* _Goal of the exercise_
Could you write out the whole listing exactly as it appears?

* _Data under study_
//! Request descriptor store
//!
//! Descriptors live in a slab of slots addressed by [`Handle`]s. A handle carries the
//! generation of its slot; releasing a descriptor bumps the generation so a handle kept
//! past release no longer resolves. Free slots are recycled first. The slab grows in steps
//! up to a configured limit, after which allocation fails instead of blocking.

use tracing::trace;

use super::Operation;
use crate::error::Error;
use crate::point_to_point::Status;

/// Generation-checked reference to a request descriptor
#[derive(Copy, Clone, Debug, PartialEq, Eq, Hash)]
pub struct Handle {
    index: u32,
    generation: u32,
}

/// Lifecycle state of a descriptor
#[derive(Copy, Clone, Debug, PartialEq, Eq)]
pub(crate) enum RequestState {
    /// Allocated, never started
    Inited,
    /// Started and not finished
    Incomplete,
    /// Finished, outcome waiting to be consumed
    Complete,
    /// A persistent request between uses
    Inactive,
}

/// The single queue a descriptor is visible in
#[derive(Copy, Clone, Debug, PartialEq, Eq)]
pub(crate) enum QueueRole {
    Unqueued,
    PendingSend,
    FragsToSend,
    FragsToAck,
    PostedReceive,
    MatchedReceive,
    Done,
}

/// What a finished operation hands back to its owner
#[derive(Clone, Debug)]
pub(crate) struct Completion {
    pub status: Status,
    /// Receive staging image, to be copied into the user's buffer
    pub data: Option<Vec<u8>>,
}

pub(crate) struct Descriptor {
    pub op: Operation,
    pub state: RequestState,
    pub role: QueueRole,
    pub persistent: bool,
    /// The engine no longer needs the descriptor.
    pub engine_done: bool,
    /// The owner has consumed the outcome.
    pub user_done: bool,
    outcome: Option<Result<Completion, Error>>,
}

impl Descriptor {
    pub fn has_outcome(&self) -> bool {
        self.outcome.is_some()
    }

    /// Transition into `role`, checking the transition is one the engine makes.
    pub fn move_to(&mut self, role: QueueRole) {
        use QueueRole::*;
        debug_assert!(
            matches!(
                (self.role, role),
                (Unqueued, PendingSend)
                    | (Unqueued, PostedReceive)
                    | (Unqueued, MatchedReceive)
                    | (PendingSend, FragsToSend)
                    | (FragsToSend, FragsToAck)
                    | (PostedReceive, MatchedReceive)
                    | (_, Done)
                    | (Done, PendingSend)
                    | (Done, PostedReceive)
                    | (Done, MatchedReceive)
            ),
            "illegal queue transition {:?} -> {:?}",
            self.role,
            role
        );
        self.role = role;
    }
}

struct Slot {
    generation: u32,
    descriptor: Option<Descriptor>,
}

/// The pool cannot hand out more descriptors.
#[derive(Copy, Clone, Debug, PartialEq, Eq)]
pub(crate) struct Exhausted;

pub(crate) struct DescriptorStore {
    slots: Vec<Slot>,
    free: Vec<u32>,
    grow_by: usize,
    limit: usize,
    live: usize,
}

impl DescriptorStore {
    pub fn new(initial: usize, grow_by: usize, limit: usize) -> Self {
        let mut store = DescriptorStore {
            slots: Vec::new(),
            free: Vec::new(),
            grow_by: grow_by.max(1),
            limit,
            live: 0,
        };
        store.add_slots(initial.min(limit));
        store
    }

    pub fn set_limits(&mut self, grow_by: usize, limit: usize) {
        self.grow_by = grow_by.max(1);
        self.limit = limit;
    }

    fn add_slots(&mut self, n: usize) {
        let start = self.slots.len();
        self.slots.extend((0..n).map(|_| Slot {
            generation: 0,
            descriptor: None,
        }));
        // Lowest index on top so slots are reused in order.
        self.free.extend((start..start + n).rev().map(|i| i as u32));
    }

    pub fn allocate(&mut self, op: Operation, persistent: bool) -> Result<Handle, Exhausted> {
        if self.live >= self.limit {
            return Err(Exhausted);
        }
        if self.free.is_empty() {
            let room = self.limit.saturating_sub(self.slots.len());
            if room == 0 {
                return Err(Exhausted);
            }
            trace!(by = self.grow_by.min(room), "growing descriptor pool");
            self.add_slots(self.grow_by.min(room));
        }
        let index = self.free.pop().ok_or(Exhausted)?;
        let slot = &mut self.slots[index as usize];
        slot.descriptor = Some(Descriptor {
            op,
            state: if persistent {
                RequestState::Inactive
            } else {
                RequestState::Inited
            },
            role: QueueRole::Unqueued,
            persistent,
            engine_done: true,
            user_done: true,
            outcome: None,
        });
        self.live += 1;
        Ok(Handle {
            index,
            generation: slot.generation,
        })
    }

    pub fn get(&self, handle: Handle) -> Option<&Descriptor> {
        let slot = self.slots.get(handle.index as usize)?;
        if slot.generation != handle.generation {
            return None;
        }
        slot.descriptor.as_ref()
    }

    pub fn get_mut(&mut self, handle: Handle) -> Option<&mut Descriptor> {
        let slot = self.slots.get_mut(handle.index as usize)?;
        if slot.generation != handle.generation {
            return None;
        }
        slot.descriptor.as_mut()
    }

    /// Return the descriptor's slot to the free list.
    pub fn release(&mut self, handle: Handle) -> Option<Descriptor> {
        let slot = self.slots.get_mut(handle.index as usize)?;
        if slot.generation != handle.generation {
            return None;
        }
        let descriptor = slot.descriptor.take()?;
        slot.generation = slot.generation.wrapping_add(1);
        self.free.push(handle.index);
        self.live -= 1;
        Some(descriptor)
    }

    /// Move a descriptor into the started state, clearing any previous outcome.
    pub fn mark_started(&mut self, handle: Handle) -> bool {
        match self.get_mut(handle) {
            Some(d) => {
                d.state = RequestState::Incomplete;
                d.engine_done = false;
                d.user_done = false;
                d.outcome = None;
                true
            }
            None => false,
        }
    }

    /// Record the outcome of an operation. Persistent requests become inactive.
    pub fn mark_complete(&mut self, handle: Handle, outcome: Result<Completion, Error>) -> bool {
        match self.get_mut(handle) {
            Some(d) if d.outcome.is_none() && !d.user_done => {
                d.state = if d.persistent {
                    RequestState::Inactive
                } else {
                    RequestState::Complete
                };
                d.outcome = Some(outcome);
                true
            }
            _ => false,
        }
    }

    /// Hand the outcome to the owner, releasing the descriptor if the engine is done with it.
    pub fn take_outcome(&mut self, handle: Handle) -> Option<Result<Completion, Error>> {
        let d = self.get_mut(handle)?;
        let outcome = d.outcome.take()?;
        d.user_done = true;
        self.release_if_finished(handle);
        Some(outcome)
    }

    /// The engine is finished with the descriptor.
    pub fn finish(&mut self, handle: Handle) {
        if let Some(d) = self.get_mut(handle) {
            d.engine_done = true;
            d.move_to(QueueRole::Done);
        }
        self.release_if_finished(handle);
    }

    fn release_if_finished(&mut self, handle: Handle) {
        if let Some(d) = self.get(handle) {
            if !d.persistent && d.engine_done && d.user_done {
                self.release(handle);
            }
        }
    }

    pub fn handles(&self) -> Vec<Handle> {
        self.slots
            .iter()
            .enumerate()
            .filter(|(_, slot)| slot.descriptor.is_some())
            .map(|(index, slot)| Handle {
                index: index as u32,
                generation: slot.generation,
            })
            .collect()
    }

    pub fn live(&self) -> usize {
        self.live
    }

    #[cfg(test)]
    pub fn capacity(&self) -> usize {
        self.slots.len()
    }
}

* _Written reply_
//! Request descriptor store
//!
//! Descriptors live in a slab of slots addressed by [`Handle`]s. A handle carries the
//! generation of its slot; releasing a descriptor bumps the generation so a handle kept
//! past release no longer resolves. Free slots are recycled first. The slab grows in steps
//! up to a configured limit, after which allocation fails instead of blocking.

use tracing::trace;

use super::Operation;
use crate::error::Error;
use crate::point_to_point::Status;

/// Generation-checked reference to a request descriptor
#[derive(Copy, Clone, Debug, PartialEq, Eq, Hash)]
pub struct Handle {
    index: u32,
    generation: u32,
}

/// Lifecycle state of a descriptor
#[derive(Copy, Clone, Debug, PartialEq, Eq)]
pub(crate) enum RequestState {
    /// Allocated, never started
    Inited,
    /// Started and not finished
    Incomplete,
    /// Finished, outcome waiting to be consumed
    Complete,
    /// A persistent request between uses
    Inactive,
}

/// The single queue a descriptor is visible in
#[derive(Copy, Clone, Debug, PartialEq, Eq)]
pub(crate) enum QueueRole {
    Unqueued,
    PendingSend,
    FragsToSend,
    FragsToAck,
    PostedReceive,
    MatchedReceive,
    Done,
}

/// What a finished operation hands back to its owner
#[derive(Clone, Debug)]
pub(crate) struct Completion {
    pub status: Status,
    /// Receive staging image, to be copied into the user's buffer
    pub data: Option<Vec<u8>>,
}

pub(crate) struct Descriptor {
    pub op: Operation,
    pub state: RequestState,
    pub role: QueueRole,
    pub persistent: bool,
    /// The engine no longer needs the descriptor.
    pub engine_done: bool,
    /// The owner has consumed the outcome.
    pub user_done: bool,
    outcome: Option<Result<Completion, Error>>,
}

impl Descriptor {
    pub fn has_outcome(&self) -> bool {
        self.outcome.is_some()
    }

    /// Transition into `role`, checking the transition is one the engine makes.
    pub fn move_to(&mut self, role: QueueRole) {
        use QueueRole::*;
        debug_assert!(
            matches!(
                (self.role, role),
                (Unqueued, PendingSend)
                    | (Unqueued, PostedReceive)
                    | (Unqueued, MatchedReceive)
                    | (PendingSend, FragsToSend)
                    | (FragsToSend, FragsToAck)
                    | (PostedReceive, MatchedReceive)
                    | (_, Done)
                    | (Done, PendingSend)
                    | (Done, PostedReceive)
                    | (Done, MatchedReceive)
            ),
            "illegal queue transition {:?} -> {:?}",
            self.role,
            role
        );
        self.role = role;
    }
}

struct Slot {
    generation: u32,
    descriptor: Option<Descriptor>,
}

/// The pool cannot hand out more descriptors.
#[derive(Copy, Clone, Debug, PartialEq, Eq)]
pub(crate) struct Exhausted;

pub(crate) struct DescriptorStore {
    slots: Vec<Slot>,
    free: Vec<u32>,
    grow_by: usize,
    limit: usize,
    live: usize,
}

impl DescriptorStore {
    pub fn new(initial: usize, grow_by: usize, limit: usize) -> Self {
        let mut store = DescriptorStore {
            slots: Vec::new(),
            free: Vec::new(),
            grow_by: grow_by.max(1),
            limit,
            live: 0,
        };
        store.add_slots(initial.min(limit));
        store
    }

    pub fn set_limits(&mut self, grow_by: usize, limit: usize) {
        self.grow_by = grow_by.max(1);
        self.limit = limit;
    }

    fn add_slots(&mut self, n: usize) {
        let start = self.slots.len();
        self.slots.extend((0..n).map(|_| Slot {
            generation: 0,
            descriptor: None,
        }));
        // Lowest index on top so slots are reused in order.
        self.free.extend((start..start + n).rev().map(|i| i as u32));
    }

    pub fn allocate(&mut self, op: Operation, persistent: bool) -> Result<Handle, Exhausted> {
        if self.live >= self.limit {
            return Err(Exhausted);
        }
        if self.free.is_empty() {
            let room = self.limit.saturating_sub(self.slots.len());
            if room == 0 {
                return Err(Exhausted);
            }
            trace!(by = self.grow_by.min(room), "growing descriptor pool");
            self.add_slots(self.grow_by.min(room));
        }
        let index = self.free.pop().ok_or(Exhausted)?;
        let slot = &mut self.slots[index as usize];
        slot.descriptor = Some(Descriptor {
            op,
            state: if persistent {
                RequestState::Inactive
            } else {
                RequestState::Inited
            },
            role: QueueRole::Unqueued,
            persistent,
            engine_done: true,
            user_done: true,
            outcome: None,
        });
        self.live += 1;
        Ok(Handle {
            index,
            generation: slot.generation,
        })
    }

    pub fn get(&self, handle: Handle) -> Option<&Descriptor> {
        let slot = self.slots.get(handle.index as usize)?;
        if slot.generation != handle.generation {
            return None;
        }
        slot.descriptor.as_ref()
    }

    pub fn get_mut(&mut self, handle: Handle) -> Option<&mut Descriptor> {
        let slot = self.slots.get_mut(handle.index as usize)?;
        if slot.generation != handle.generation {
            return None;
        }
        slot.descriptor.as_mut()
    }

    /// Return the descriptor's slot to the free list.
    pub fn release(&mut self, handle: Handle) -> Option<Descriptor> {
        let slot = self.slots.get_mut(handle.index as usize)?;
        if slot.generation != handle.generation {
            return None;
        }
        let descriptor = slot.descriptor.take()?;
        slot.generation = slot.generation.wrapping_add(1);
        self.free.push(handle.index);
        self.live -= 1;
        Some(descriptor)
    }

    /// Move a descriptor into the started state, clearing any previous outcome.
    pub fn mark_started(&mut self, handle: Handle) -> bool {
        match self.get_mut(handle) {
            Some(d) => {
                d.state = RequestState::Incomplete;
                d.engine_done = false;
                d.user_done = false;
                d.outcome = None;
                true
            }
            None => false,
        }
    }

    /// Record the outcome of an operation. Persistent requests become inactive.
    pub fn mark_complete(&mut self, handle: Handle, outcome: Result<Completion, Error>) -> bool {
        match self.get_mut(handle) {
            Some(d) if d.outcome.is_none() && !d.user_done => {
                d.state = if d.persistent {
                    RequestState::Inactive
                } else {
                    RequestState::Complete
                };
                d.outcome = Some(outcome);
                true
            }
            _ => false,
        }
    }

    /// Hand the outcome to the owner, releasing the descriptor if the engine is done with it.
    pub fn take_outcome(&mut self, handle: Handle) -> Option<Result<Completion, Error>> {
        let d = self.get_mut(handle)?;
        let outcome = d.outcome.take()?;
        d.user_done = true;
        self.release_if_finished(handle);
        Some(outcome)
    }

    /// The engine is finished with the descriptor.
    pub fn finish(&mut self, handle: Handle) {
        if let Some(d) = self.get_mut(handle) {
            d.engine_done = true;
            d.move_to(QueueRole::Done);
        }
        self.release_if_finished(handle);
    }

    fn release_if_finished(&mut self, handle: Handle) {
        if let Some(d) = self.get(handle) {
            if !d.persistent && d.engine_done && d.user_done {
                self.release(handle);
            }
        }
    }

    pub fn handles(&self) -> Vec<Handle> {
        self.slots
            .iter()
            .enumerate()
            .filter(|(_, slot)| slot.descriptor.is_some())
            .map(|(index, slot)| Handle {
                index: index as u32,
                generation: slot.generation,
            })
            .collect()
    }

    pub fn live(&self) -> usize {
        self.live
    }

    #[cfg(test)]
    pub fn capacity(&self) -> usize {
        self.slots.len()
    }
}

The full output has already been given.